[Saved entries]
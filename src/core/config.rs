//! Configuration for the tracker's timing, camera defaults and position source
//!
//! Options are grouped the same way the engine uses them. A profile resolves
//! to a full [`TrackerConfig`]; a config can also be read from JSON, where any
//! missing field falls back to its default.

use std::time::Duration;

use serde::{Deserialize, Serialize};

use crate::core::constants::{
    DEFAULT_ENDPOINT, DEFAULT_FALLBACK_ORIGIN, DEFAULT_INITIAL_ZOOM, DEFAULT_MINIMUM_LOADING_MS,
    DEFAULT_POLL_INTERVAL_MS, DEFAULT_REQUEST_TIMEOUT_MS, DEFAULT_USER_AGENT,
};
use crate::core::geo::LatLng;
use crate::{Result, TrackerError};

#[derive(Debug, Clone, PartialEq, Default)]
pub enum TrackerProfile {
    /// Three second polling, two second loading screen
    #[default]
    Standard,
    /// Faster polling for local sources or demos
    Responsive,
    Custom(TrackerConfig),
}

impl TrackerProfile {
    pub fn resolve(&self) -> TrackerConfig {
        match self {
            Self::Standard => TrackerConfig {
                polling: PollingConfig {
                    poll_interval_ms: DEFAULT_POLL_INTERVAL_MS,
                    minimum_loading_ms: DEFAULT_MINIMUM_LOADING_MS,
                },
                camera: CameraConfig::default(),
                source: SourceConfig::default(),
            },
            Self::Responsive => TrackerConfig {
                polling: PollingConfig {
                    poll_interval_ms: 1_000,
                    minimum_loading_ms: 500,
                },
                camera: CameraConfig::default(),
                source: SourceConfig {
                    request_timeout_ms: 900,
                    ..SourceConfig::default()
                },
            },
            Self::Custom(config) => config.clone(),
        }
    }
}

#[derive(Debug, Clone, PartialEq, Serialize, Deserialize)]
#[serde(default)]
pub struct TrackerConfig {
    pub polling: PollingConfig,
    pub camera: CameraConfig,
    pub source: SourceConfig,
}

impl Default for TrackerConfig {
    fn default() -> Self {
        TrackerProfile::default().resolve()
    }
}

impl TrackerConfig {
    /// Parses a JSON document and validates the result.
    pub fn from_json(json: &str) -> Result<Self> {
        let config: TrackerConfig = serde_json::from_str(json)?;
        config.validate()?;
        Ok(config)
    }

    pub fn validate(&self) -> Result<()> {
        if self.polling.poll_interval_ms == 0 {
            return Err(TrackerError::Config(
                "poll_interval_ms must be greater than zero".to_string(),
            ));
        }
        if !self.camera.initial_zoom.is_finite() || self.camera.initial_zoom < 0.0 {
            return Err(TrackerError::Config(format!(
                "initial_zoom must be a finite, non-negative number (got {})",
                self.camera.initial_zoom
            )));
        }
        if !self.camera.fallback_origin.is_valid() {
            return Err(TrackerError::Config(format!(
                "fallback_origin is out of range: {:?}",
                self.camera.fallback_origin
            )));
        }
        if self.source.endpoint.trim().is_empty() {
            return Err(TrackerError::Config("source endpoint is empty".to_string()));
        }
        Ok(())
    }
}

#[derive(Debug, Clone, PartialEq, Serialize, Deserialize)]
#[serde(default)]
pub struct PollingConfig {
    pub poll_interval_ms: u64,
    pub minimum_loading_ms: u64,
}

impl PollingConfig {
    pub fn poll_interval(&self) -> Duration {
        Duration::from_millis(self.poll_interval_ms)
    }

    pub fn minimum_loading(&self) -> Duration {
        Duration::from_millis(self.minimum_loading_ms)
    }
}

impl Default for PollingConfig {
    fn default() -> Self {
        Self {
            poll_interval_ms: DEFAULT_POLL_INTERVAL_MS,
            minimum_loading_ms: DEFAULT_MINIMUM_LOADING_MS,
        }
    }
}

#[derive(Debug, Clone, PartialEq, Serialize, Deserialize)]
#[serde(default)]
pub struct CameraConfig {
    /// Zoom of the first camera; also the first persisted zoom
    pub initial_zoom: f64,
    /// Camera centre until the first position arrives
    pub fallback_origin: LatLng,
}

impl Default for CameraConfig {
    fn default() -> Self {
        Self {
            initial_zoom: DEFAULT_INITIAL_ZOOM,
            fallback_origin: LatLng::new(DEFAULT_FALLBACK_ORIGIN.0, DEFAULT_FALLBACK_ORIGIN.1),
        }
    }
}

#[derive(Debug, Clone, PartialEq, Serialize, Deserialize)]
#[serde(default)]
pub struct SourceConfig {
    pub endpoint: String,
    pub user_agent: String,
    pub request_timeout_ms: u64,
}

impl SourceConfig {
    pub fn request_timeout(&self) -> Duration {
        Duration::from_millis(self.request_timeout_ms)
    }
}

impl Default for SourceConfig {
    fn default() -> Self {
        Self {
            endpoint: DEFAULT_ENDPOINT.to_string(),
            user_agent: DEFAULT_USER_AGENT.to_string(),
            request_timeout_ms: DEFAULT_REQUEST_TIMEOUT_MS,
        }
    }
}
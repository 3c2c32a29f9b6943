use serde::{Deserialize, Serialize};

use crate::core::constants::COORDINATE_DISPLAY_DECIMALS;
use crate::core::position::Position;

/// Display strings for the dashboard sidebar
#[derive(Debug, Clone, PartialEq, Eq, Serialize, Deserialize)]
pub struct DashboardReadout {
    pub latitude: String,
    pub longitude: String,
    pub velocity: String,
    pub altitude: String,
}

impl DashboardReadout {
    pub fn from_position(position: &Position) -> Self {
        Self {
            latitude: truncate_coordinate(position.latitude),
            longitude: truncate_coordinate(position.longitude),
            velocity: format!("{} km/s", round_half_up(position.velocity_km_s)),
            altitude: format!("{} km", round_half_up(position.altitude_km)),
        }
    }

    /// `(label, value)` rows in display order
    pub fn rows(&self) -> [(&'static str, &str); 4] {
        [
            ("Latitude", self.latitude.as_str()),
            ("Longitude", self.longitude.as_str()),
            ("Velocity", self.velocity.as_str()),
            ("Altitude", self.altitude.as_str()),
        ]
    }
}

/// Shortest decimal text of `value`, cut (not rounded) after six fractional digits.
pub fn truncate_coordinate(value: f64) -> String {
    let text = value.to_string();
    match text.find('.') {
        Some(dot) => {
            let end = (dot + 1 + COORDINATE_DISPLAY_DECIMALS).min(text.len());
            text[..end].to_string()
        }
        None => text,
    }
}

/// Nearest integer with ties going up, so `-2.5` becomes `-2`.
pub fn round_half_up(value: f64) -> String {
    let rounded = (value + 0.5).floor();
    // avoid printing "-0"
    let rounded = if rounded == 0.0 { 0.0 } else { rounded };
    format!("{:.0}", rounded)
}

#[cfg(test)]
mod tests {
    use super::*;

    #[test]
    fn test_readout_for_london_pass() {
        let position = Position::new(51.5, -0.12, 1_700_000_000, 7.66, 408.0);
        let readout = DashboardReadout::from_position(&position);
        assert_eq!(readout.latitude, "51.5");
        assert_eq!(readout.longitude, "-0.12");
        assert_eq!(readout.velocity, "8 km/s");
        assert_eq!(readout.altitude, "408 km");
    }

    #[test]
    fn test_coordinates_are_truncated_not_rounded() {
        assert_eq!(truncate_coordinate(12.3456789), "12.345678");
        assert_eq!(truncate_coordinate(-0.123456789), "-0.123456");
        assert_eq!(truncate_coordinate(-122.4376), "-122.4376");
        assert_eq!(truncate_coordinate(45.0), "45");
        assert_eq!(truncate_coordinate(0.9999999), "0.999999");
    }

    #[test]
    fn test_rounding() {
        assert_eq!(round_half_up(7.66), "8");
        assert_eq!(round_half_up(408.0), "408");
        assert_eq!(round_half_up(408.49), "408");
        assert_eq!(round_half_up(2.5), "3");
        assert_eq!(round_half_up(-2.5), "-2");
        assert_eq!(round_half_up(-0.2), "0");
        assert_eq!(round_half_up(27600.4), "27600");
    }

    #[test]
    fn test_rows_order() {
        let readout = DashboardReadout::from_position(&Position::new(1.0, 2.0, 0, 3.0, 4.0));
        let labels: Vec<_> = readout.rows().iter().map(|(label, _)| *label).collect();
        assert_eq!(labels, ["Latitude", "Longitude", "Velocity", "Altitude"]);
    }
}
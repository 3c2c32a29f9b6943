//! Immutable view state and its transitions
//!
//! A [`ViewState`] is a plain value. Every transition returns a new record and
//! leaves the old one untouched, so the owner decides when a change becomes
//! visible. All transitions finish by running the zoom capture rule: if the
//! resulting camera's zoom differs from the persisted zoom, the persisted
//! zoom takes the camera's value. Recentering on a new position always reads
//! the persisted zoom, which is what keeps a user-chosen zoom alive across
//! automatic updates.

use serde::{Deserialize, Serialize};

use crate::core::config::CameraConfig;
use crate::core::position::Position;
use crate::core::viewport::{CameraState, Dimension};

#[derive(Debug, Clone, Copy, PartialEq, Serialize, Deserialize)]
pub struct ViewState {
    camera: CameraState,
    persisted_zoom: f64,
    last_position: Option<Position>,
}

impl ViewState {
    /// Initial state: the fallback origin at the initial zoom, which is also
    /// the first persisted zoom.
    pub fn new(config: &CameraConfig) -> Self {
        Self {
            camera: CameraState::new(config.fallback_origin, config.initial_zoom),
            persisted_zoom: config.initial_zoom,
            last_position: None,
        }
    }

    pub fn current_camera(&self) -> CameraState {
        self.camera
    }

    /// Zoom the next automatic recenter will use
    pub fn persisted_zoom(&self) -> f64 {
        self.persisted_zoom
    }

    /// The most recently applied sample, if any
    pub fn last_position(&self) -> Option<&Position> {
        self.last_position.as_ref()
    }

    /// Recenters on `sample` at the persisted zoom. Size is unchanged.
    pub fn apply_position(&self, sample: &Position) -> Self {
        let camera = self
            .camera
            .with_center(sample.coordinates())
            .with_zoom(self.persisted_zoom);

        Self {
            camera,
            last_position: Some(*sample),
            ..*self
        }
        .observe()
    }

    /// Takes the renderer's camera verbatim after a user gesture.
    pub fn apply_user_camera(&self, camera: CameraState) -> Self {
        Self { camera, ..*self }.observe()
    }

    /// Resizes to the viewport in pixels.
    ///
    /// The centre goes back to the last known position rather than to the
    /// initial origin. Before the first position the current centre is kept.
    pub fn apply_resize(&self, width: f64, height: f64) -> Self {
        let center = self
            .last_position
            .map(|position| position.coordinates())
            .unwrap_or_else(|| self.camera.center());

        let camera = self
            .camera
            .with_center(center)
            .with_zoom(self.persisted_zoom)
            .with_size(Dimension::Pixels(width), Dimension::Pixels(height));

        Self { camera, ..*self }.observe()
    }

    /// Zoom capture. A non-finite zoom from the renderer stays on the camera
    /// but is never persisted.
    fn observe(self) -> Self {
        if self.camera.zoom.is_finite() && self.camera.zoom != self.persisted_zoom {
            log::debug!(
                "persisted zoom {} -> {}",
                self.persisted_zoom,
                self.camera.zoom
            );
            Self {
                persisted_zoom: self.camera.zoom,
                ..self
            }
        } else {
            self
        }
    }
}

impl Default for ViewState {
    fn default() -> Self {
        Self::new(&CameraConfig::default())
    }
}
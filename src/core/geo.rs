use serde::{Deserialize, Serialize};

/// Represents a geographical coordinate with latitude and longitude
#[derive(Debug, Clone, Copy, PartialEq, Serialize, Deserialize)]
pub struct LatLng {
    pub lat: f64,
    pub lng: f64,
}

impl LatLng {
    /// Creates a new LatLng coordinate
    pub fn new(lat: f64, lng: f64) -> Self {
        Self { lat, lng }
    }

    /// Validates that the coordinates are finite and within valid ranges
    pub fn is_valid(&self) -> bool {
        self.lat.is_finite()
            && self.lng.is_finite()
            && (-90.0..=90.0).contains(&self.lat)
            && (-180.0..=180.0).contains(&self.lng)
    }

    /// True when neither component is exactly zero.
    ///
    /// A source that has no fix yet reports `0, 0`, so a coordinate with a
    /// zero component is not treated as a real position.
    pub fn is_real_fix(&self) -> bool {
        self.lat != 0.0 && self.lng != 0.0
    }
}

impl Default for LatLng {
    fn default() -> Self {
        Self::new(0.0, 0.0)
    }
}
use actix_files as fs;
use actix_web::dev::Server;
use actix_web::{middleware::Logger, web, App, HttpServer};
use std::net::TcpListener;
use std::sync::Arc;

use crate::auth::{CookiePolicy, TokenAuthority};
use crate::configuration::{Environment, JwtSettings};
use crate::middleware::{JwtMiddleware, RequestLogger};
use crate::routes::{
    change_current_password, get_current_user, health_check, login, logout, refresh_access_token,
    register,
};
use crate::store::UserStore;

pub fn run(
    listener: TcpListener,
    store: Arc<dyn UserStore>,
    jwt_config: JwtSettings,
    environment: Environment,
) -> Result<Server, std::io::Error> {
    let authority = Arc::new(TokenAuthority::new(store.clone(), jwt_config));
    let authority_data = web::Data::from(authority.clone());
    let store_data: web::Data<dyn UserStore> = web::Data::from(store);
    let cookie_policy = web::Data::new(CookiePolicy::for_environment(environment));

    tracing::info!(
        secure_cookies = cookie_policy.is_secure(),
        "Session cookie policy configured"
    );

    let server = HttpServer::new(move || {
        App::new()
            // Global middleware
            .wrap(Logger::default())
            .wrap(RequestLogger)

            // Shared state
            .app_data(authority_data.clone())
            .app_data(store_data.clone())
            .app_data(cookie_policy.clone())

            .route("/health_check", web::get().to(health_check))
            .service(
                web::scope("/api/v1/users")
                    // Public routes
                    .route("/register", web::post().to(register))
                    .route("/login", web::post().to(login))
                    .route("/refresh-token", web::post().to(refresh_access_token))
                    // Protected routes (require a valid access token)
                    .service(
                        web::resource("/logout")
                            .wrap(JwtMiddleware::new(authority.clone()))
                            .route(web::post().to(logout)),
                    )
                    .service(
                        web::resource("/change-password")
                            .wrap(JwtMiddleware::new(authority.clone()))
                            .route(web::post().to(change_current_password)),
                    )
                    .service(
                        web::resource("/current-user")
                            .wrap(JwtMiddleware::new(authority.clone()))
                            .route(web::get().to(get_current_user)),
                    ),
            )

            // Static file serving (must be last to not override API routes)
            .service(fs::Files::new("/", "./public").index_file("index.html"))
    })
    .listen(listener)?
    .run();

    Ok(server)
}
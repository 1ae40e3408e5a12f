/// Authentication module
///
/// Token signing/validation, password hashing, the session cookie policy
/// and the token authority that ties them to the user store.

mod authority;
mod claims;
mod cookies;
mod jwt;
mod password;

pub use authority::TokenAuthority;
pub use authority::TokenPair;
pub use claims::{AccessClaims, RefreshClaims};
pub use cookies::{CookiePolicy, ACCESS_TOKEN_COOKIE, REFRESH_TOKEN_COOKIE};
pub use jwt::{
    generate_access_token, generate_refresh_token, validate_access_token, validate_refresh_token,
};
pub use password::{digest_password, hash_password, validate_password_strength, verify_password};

### PROBLEM DESCRIPTION
Look above for the line holding "self.lat.is_finite()". Print it and every line after it, exactly, through the line holding "a real position.".

### RESULT FOR THIS EXERCISE
        self.lat.is_finite()
            && self.lng.is_finite()
            && (-90.0..=90.0).contains(&self.lat)
            && (-180.0..=180.0).contains(&self.lng)
    }

    /// True when neither component is exactly zero.
    ///
    /// A source that has no fix yet reports `0, 0`, so a coordinate with a
    /// zero component is not treated as a real position.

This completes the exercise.